» What is needed
Please reproduce exactly the lines that begin the listing below, up to and including the line where "pub const DEFAULT_BASE_DENOM: &str" occurs.

» Data in this exercise
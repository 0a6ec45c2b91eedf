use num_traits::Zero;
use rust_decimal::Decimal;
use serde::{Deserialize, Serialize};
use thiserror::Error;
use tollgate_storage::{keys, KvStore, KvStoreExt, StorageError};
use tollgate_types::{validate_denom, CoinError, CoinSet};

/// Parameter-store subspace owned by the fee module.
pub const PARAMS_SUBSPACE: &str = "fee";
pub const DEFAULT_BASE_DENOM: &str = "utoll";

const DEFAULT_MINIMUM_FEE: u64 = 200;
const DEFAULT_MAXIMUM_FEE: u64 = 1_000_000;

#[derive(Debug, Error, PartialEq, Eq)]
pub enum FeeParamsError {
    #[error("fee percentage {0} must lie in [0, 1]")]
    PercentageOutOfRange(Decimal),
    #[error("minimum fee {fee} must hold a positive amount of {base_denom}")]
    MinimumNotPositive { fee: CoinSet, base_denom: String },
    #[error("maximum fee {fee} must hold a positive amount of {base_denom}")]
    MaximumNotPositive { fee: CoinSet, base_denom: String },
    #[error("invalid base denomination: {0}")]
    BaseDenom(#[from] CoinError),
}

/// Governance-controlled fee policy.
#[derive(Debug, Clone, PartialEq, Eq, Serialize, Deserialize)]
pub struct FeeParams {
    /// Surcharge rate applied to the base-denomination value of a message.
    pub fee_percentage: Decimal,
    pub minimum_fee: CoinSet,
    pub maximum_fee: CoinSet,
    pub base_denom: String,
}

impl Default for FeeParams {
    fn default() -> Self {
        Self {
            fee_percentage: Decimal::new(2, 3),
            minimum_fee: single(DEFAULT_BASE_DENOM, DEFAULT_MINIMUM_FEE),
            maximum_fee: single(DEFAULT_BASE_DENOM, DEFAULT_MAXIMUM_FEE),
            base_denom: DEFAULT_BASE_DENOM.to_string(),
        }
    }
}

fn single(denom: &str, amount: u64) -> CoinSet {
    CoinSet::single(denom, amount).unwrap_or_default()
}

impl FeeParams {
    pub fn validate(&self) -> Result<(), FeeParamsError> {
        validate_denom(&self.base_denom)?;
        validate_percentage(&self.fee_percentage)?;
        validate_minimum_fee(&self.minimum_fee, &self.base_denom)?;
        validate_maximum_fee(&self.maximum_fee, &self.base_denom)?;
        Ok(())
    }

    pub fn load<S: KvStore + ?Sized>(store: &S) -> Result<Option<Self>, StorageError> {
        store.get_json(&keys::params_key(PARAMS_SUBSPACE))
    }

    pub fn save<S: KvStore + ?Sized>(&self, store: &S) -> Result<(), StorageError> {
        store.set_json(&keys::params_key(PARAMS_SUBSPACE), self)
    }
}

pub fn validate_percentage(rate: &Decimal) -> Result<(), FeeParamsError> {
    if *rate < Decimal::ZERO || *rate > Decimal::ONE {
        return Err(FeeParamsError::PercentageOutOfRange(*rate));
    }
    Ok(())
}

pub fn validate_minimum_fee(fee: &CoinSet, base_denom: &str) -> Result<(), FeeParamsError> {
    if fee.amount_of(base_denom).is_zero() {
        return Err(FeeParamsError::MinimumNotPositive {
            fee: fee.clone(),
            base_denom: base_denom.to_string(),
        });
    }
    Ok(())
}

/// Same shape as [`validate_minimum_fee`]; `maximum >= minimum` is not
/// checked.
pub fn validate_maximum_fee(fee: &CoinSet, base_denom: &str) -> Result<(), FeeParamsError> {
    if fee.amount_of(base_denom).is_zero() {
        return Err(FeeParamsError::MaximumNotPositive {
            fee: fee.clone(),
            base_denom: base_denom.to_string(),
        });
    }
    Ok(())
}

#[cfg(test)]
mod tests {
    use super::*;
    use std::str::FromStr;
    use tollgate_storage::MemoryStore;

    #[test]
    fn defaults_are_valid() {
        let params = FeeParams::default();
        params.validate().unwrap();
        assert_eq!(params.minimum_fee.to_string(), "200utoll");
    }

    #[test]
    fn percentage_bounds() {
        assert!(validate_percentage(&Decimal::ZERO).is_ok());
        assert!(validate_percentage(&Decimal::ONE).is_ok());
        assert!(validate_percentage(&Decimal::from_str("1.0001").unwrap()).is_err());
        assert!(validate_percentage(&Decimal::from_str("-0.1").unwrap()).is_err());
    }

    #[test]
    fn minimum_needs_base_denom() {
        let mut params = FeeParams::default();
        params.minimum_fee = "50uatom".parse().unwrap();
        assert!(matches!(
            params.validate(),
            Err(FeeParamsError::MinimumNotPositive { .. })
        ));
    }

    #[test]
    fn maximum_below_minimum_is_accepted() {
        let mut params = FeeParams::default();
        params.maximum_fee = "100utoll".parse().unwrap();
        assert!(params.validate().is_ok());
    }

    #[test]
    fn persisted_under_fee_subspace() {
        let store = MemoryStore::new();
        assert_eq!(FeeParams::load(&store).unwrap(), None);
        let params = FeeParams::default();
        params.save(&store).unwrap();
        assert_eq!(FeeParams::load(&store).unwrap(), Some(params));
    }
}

» Solved exercise
repository 0a6ec45c2b91eedf
use num_traits::Zero;
use rust_decimal::Decimal;
use serde::{Deserialize, Serialize};
use thiserror::Error;
use tollgate_storage::{keys, KvStore, KvStoreExt, StorageError};
use tollgate_types::{validate_denom, CoinError, CoinSet};

/// Parameter-store subspace owned by the fee module.
pub const PARAMS_SUBSPACE: &str = "fee";
pub const DEFAULT_BASE_DENOM: &str = "utoll";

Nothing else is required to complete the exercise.